La Comprensione dei questi circuiti ha implicazioni pratiche importanti perché bloccando il ricevitore di cannabinoido, CB1, offerte un approccio di promessa a trattare l'obesità. Un tale composto, rimonabant (denominazione commerciale AcompliaTM) già sta subendo la prova clinica.
In un articolo nell'emissione del 22 dicembre 2005 del Neurone, Giovani-Hwan Jo e colleghi riferiscono come i circuiti di CB1 sono integrati con la segnalazione dalla leptina disoppressione dell'ormone.

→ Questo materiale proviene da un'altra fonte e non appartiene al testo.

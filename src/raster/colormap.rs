//! Colour scaling for raster maps.

use plotters::style::RGBColor;

use super::RasterFrame;

/// Deep blue through cyan and yellow to red.
const SPECTRUM: [RGBColor; 8] = [
    RGBColor(0x0b, 0x1a, 0x8f),
    RGBColor(0x00, 0x33, 0xff),
    RGBColor(0x00, 0x80, 0xff),
    RGBColor(0x00, 0xff, 0xff),
    RGBColor(0x66, 0xff, 0x00),
    RGBColor(0xff, 0xff, 0x00),
    RGBColor(0xff, 0x99, 0x00),
    RGBColor(0xff, 0x00, 0x00),
];

const LEVELS: usize = 256;

/// Evenly spaced stops sampled into a lookup table.
#[derive(Debug, Clone)]
pub struct Colormap {
    lut: Vec<RGBColor>,
}

impl Colormap {
    pub fn spectrum() -> Self {
        Self::from_stops(&SPECTRUM, LEVELS)
    }

    pub fn from_stops(stops: &[RGBColor], levels: usize) -> Self {
        let segments = (stops.len() - 1) as f64;
        let lut = (0..levels)
            .map(|i| {
                let t = i as f64 / (levels - 1) as f64 * segments;
                let k = (t.floor() as usize).min(stops.len() - 2);
                lerp(stops[k], stops[k + 1], t - k as f64)
            })
            .collect();

        Colormap { lut }
    }

    /// Colour of a normalised value; out-of-range input is clamped.
    pub fn color(&self, t: f64) -> RGBColor {
        let t = if t.is_nan() { 0.0 } else { t.clamp(0.0, 1.0) };
        let index = ((t * self.lut.len() as f64) as usize).min(self.lut.len() - 1);
        self.lut[index]
    }
}

fn lerp(a: RGBColor, b: RGBColor, t: f64) -> RGBColor {
    let mix = |x: u8, y: u8| (f64::from(x) + (f64::from(y) - f64::from(x)) * t).round() as u8;
    RGBColor(mix(a.0, b.0), mix(a.1, b.1), mix(a.2, b.2))
}

/// Linear value range mapped onto the colormap.
#[derive(Debug, Clone, Copy, PartialEq)]
pub struct ColorScale {
    pub low: f64,
    pub high: f64,
}

impl ColorScale {
    /// Range between two percentiles of the frame's valid, non-zero cells.
    pub fn from_frame(frame: &RasterFrame, low_pct: f64, high_pct: f64) -> Self {
        let mut values: Vec<f64> = frame
            .values()
            .iter()
            .copied()
            .filter(|v| frame.is_data(*v) && *v != 0.0)
            .map(f64::from)
            .collect();

        if values.is_empty() {
            return ColorScale { low: 0.0, high: 1.0 };
        }
        values.sort_by(f64::total_cmp);

        let low = percentile(&values, low_pct);
        let mut high = percentile(&values, high_pct);
        if high <= low {
            high = low + 1e-12;
        }

        ColorScale { low, high }
    }

    pub fn normalize(&self, value: f64) -> f64 {
        ((value - self.low) / (self.high - self.low)).clamp(0.0, 1.0)
    }

    /// Evenly spaced tick values from `low` to `high`.
    pub fn ticks(&self, count: usize) -> Vec<f64> {
        match count {
            0 => vec![],
            1 => vec![self.low],
            n => (0..n)
                .map(|i| self.low + (self.high - self.low) * i as f64 / (n - 1) as f64)
                .collect(),
        }
    }
}

/// Percentile of sorted values with linear interpolation between ranks.
pub fn percentile(sorted: &[f64], pct: f64) -> f64 {
    let rank = (pct.clamp(0.0, 100.0) / 100.0) * (sorted.len() - 1) as f64;
    let lo = rank.floor() as usize;
    let hi = rank.ceil() as usize;
    sorted[lo] + (sorted[hi] - sorted[lo]) * (rank - lo as f64)
}

/// Formats like `%.6g`: six significant digits, trailing zeros trimmed.
pub fn format_significant(value: f64) -> String {
    if value == 0.0 || !value.is_finite() {
        return if value.is_finite() { "0".to_string() } else { value.to_string() };
    }

    let exponent = value.abs().log10().floor() as i32;
    if !(-4..6).contains(&exponent) {
        let formatted = format!("{:.5e}", value);
        let (mantissa, exp) = formatted.split_once('e').unwrap_or((&formatted, "0"));
        let exp: i32 = exp.parse().unwrap_or(0);
        let sign = if exp < 0 { '-' } else { '+' };
        return format!("{}e{}{:02}", trim_zeros(mantissa), sign, exp.abs());
    }

    let decimals = (5 - exponent).max(0) as usize;
    trim_zeros(&format!("{:.*}", decimals, value)).to_string()
}

fn trim_zeros(s: &str) -> &str {
    if s.contains('.') {
        s.trim_end_matches('0').trim_end_matches('.')
    } else {
        s
    }
}

// -- Tests -------------------------------------------------------------------
//! Document and figure texts in the supported languages.

use chrono::{Datelike, NaiveDate};

use crate::config::Language;

const UZ_MONTHS: [&str; 12] = [
    "yanvar", "fevral", "mart", "aprel", "may", "iyun", "iyul", "avgust", "sentabr", "oktabr",
    "noyabr", "dekabr",
];

const EN_MONTHS: [&str; 12] = [
    "January",
    "February",
    "March",
    "April",
    "May",
    "June",
    "July",
    "August",
    "September",
    "October",
    "November",
    "December",
];

#[derive(Debug, Clone, Copy, PartialEq, Eq)]
pub struct Locale {
    language: Language,
}

impl Locale {
    pub fn new(language: Language) -> Self {
        Locale { language }
    }

    /// `2024-yil 15-yanvar` or `15 January 2024`.
    pub fn format_date(&self, date: NaiveDate) -> String {
        let month = date.month0() as usize;
        match self.language {
            Language::Uz => format!("{}-yil {}-{}", date.year(), date.day(), UZ_MONTHS[month]),
            Language::En => format!("{} {} {}", date.day(), EN_MONTHS[month], date.year()),
        }
    }

    pub fn heading(&self, index: usize, region: &str, date: NaiveDate, gas_name: &str) -> String {
        let date = self.format_date(date);
        match self.language {
            Language::Uz => format!(
                "{index}. Respublika va {region} kesimida {date} holatiga ko‘ra {gas_name} yuqori bo‘lgan hududlar."
            ),
            Language::En => format!(
                "{index}. Areas with elevated {gas_name} across the country and {region} as of {date}."
            ),
        }
    }

    pub fn overview_caption(&self) -> &'static str {
        match self.language {
            Language::Uz => "Respublika kesimida:",
            Language::En => "Country overview:",
        }
    }

    pub fn zoomed_caption(&self, region: &str) -> String {
        match self.language {
            Language::Uz => format!("{region} va unga yondosh hududlar:"),
            Language::En => format!("{region} and neighbouring areas:"),
        }
    }

    pub fn chart_caption(&self, days: u32, gas: &str) -> String {
        match self.language {
            Language::Uz => format!("So‘nggi {days} kun bo‘yicha {gas} o‘rtacha qiymat grafigi:"),
            Language::En => format!("Daily mean {gas} over the last {days} days:"),
        }
    }

    pub fn legend_title(&self, gas: &str, unit: &str) -> String {
        let title = match self.language {
            Language::Uz => format!("{gas} Konsentratsiyasi"),
            Language::En => format!("{gas} concentration"),
        };
        if unit.is_empty() {
            title
        } else {
            format!("{title} ({unit})")
        }
    }

    pub fn chart_title(&self, gas: &str, region: &str, year: i32) -> String {
        format!("{gas} - {region} {year}")
    }

    pub fn chart_y_label(&self, unit: &str) -> String {
        match self.language {
            Language::Uz => format!("O‘rtacha ({unit})"),
            Language::En => format!("Mean ({unit})"),
        }
    }

    pub fn nodata_label(&self) -> &'static str {
        "NoData"
    }
}

// -- Tests -------------------------------------------------------------------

Il ricevitore CB1 è avviato normalmente dalle molecole regolarici naturali, chiamate endocannabinoids.
Nei loro studi, i ricercatori concentrati sull'ipotalamo laterale (LH) del cervello, conosciuto per essere un centro di controllo dell'ingestione di cibo. I Loro studi hanno compreso le misure elettrofisiologiche dettagliate degli effetti dei neuroni specifici che avevano identificato negli studi precedenti come essendo importanti nella segnalazione del endocannabinoid.
I Loro studi hanno rivelato che l'attivazione dei ricevitori CB1, come dalle molecole del endocannabinoid, ha indotto questi neuroni per essere resa più eccitabili da un meccanismo chiamato “da soppressione indotta da depolarizzazione di inibizione„ (DSI).
che cosa è più, hanno trovato che la leptina inibisce DSI. Tuttavia, hanno trovato che la leptina non ha interferito con CB1 i ricevitori stessi. Piuttosto, la leptina “mette in cortocircuito„ gli effetti del endocannabinoid inibendo i canali del tipo di poro nei neuroni che regolamentano il flusso di calcio nei neuroni. Tale calcio è necessario per la sintesi dei endocannabinoids.